• Try it: Every line that holds the word "impl" needs to be copied from the data below.

Items listed in a dataset
use crate::common::{PageId, PAGE_SIZE};

const NUM_RECORDS_OFFSET: usize = 0;
const RECORDS_OFFSET: usize = 4;

/// Bytes reserved for an index name within a record
pub const MAX_NAME_LEN: usize = 32;
const RECORD_SIZE: usize = MAX_NAME_LEN + 4;

/// Maximum number of (name, root id) records the header page can hold
pub const MAX_HEADER_RECORDS: usize = (PAGE_SIZE - RECORDS_OFFSET) / RECORD_SIZE;

fn read_u32(data: &[u8], offset: usize) -> u32 {
    let bytes: [u8; 4] = data[offset..offset + 4].try_into().unwrap();
    u32::from_le_bytes(bytes)
}

fn write_u32(data: &mut [u8], offset: usize, value: u32) {
    data[offset..offset + 4].copy_from_slice(&value.to_le_bytes());
}

/// Pads an index name out to its fixed on-page width.
fn padded_name(name: &str) -> Option<[u8; MAX_NAME_LEN]> {
    let bytes = name.as_bytes();
    if bytes.is_empty() || bytes.len() > MAX_NAME_LEN {
        return None;
    }
    let mut out = [0u8; MAX_NAME_LEN];
    out[..bytes.len()].copy_from_slice(bytes);
    Some(out)
}

/// Read-only view of the header page: page 0, holding a table of
/// (index name, root page id) records.
pub struct HeaderPageRef<'a> {
    data: &'a [u8],
}

impl<'a> HeaderPageRef<'a> {
    pub fn new(data: &'a [u8]) -> Self {
        assert_eq!(data.len(), PAGE_SIZE);
        Self { data }
    }

    pub fn num_records(&self) -> usize {
        read_u32(self.data, NUM_RECORDS_OFFSET) as usize
    }

    fn record_index(&self, name: &str) -> Option<usize> {
        let target = padded_name(name)?;
        (0..self.num_records()).find(|&i| {
            let offset = RECORDS_OFFSET + i * RECORD_SIZE;
            self.data[offset..offset + MAX_NAME_LEN] == target
        })
    }

    /// Returns the root page id recorded for the given index name.
    pub fn get_root_id(&self, name: &str) -> Option<PageId> {
        let i = self.record_index(name)?;
        let offset = RECORDS_OFFSET + i * RECORD_SIZE + MAX_NAME_LEN;
        Some(PageId::new(read_u32(self.data, offset)))
    }
}

/// Mutable view of the header page.
pub struct HeaderPage<'a> {
    data: &'a mut [u8],
}

impl<'a> HeaderPage<'a> {
    pub fn new(data: &'a mut [u8]) -> Self {
        assert_eq!(data.len(), PAGE_SIZE);
        Self { data }
    }

    /// Initializes an empty record table.
    pub fn init(&mut self) {
        self.data.fill(0);
    }

    pub fn num_records(&self) -> usize {
        HeaderPageRef::new(self.data).num_records()
    }

    pub fn get_root_id(&self, name: &str) -> Option<PageId> {
        HeaderPageRef::new(self.data).get_root_id(name)
    }

    /// Appends a new record. Returns false if the name is invalid, already
    /// present, or the table is full.
    pub fn insert_record(&mut self, name: &str, root_id: PageId) -> bool {
        let Some(padded) = padded_name(name) else {
            return false;
        };
        let count = self.num_records();
        if count >= MAX_HEADER_RECORDS {
            return false;
        }
        if HeaderPageRef::new(self.data).record_index(name).is_some() {
            return false;
        }

        let offset = RECORDS_OFFSET + count * RECORD_SIZE;
        self.data[offset..offset + MAX_NAME_LEN].copy_from_slice(&padded);
        write_u32(self.data, offset + MAX_NAME_LEN, root_id.as_u32());
        write_u32(self.data, NUM_RECORDS_OFFSET, (count + 1) as u32);
        true
    }

    /// Overwrites the root id of an existing record. Returns false if the
    /// name is not recorded.
    pub fn update_record(&mut self, name: &str, root_id: PageId) -> bool {
        let Some(i) = HeaderPageRef::new(self.data).record_index(name) else {
            return false;
        };
        let offset = RECORDS_OFFSET + i * RECORD_SIZE + MAX_NAME_LEN;
        write_u32(self.data, offset, root_id.as_u32());
        true
    }

    /// Removes a record, compacting the tail. Returns false if absent.
    pub fn delete_record(&mut self, name: &str) -> bool {
        let Some(i) = HeaderPageRef::new(self.data).record_index(name) else {
            return false;
        };
        let count = self.num_records();
        let start = RECORDS_OFFSET + i * RECORD_SIZE;
        let end = RECORDS_OFFSET + count * RECORD_SIZE;
        self.data.copy_within(start + RECORD_SIZE..end, start);
        self.data[end - RECORD_SIZE..end].fill(0);
        write_u32(self.data, NUM_RECORDS_OFFSET, (count - 1) as u32);
        true
    }
}

#[cfg(test)]
mod tests {
    use super::*;

    #[test]
    fn test_insert_and_get() {
        let mut data = [0u8; PAGE_SIZE];
        let mut page = HeaderPage::new(&mut data);
        page.init();

        assert!(page.insert_record("orders_pk", PageId::new(7)));
        assert!(page.insert_record("users_pk", PageId::new(9)));
        assert_eq!(page.num_records(), 2);

        assert_eq!(page.get_root_id("orders_pk"), Some(PageId::new(7)));
        assert_eq!(page.get_root_id("users_pk"), Some(PageId::new(9)));
        assert_eq!(page.get_root_id("missing"), None);
    }

    #[test]
    fn test_duplicate_insert_rejected() {
        let mut data = [0u8; PAGE_SIZE];
        let mut page = HeaderPage::new(&mut data);
        page.init();

        assert!(page.insert_record("idx", PageId::new(1)));
        assert!(!page.insert_record("idx", PageId::new(2)));
        assert_eq!(page.get_root_id("idx"), Some(PageId::new(1)));
    }

    #[test]
    fn test_update() {
        let mut data = [0u8; PAGE_SIZE];
        let mut page = HeaderPage::new(&mut data);
        page.init();

        assert!(!page.update_record("idx", PageId::new(3)));
        page.insert_record("idx", PageId::new(1));
        assert!(page.update_record("idx", PageId::new(3)));
        assert_eq!(page.get_root_id("idx"), Some(PageId::new(3)));
    }

    #[test]
    fn test_delete_compacts() {
        let mut data = [0u8; PAGE_SIZE];
        let mut page = HeaderPage::new(&mut data);
        page.init();

        page.insert_record("a", PageId::new(1));
        page.insert_record("b", PageId::new(2));
        page.insert_record("c", PageId::new(3));

        assert!(page.delete_record("b"));
        assert_eq!(page.num_records(), 2);
        assert_eq!(page.get_root_id("a"), Some(PageId::new(1)));
        assert_eq!(page.get_root_id("b"), None);
        assert_eq!(page.get_root_id("c"), Some(PageId::new(3)));
    }

    #[test]
    fn test_name_too_long_rejected() {
        let mut data = [0u8; PAGE_SIZE];
        let mut page = HeaderPage::new(&mut data);
        page.init();

        let long = "x".repeat(MAX_NAME_LEN + 1);
        assert!(!page.insert_record(&long, PageId::new(1)));
    }
}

• Exercise solution:
impl<'a> HeaderPageRef<'a> {
impl<'a> HeaderPage<'a> {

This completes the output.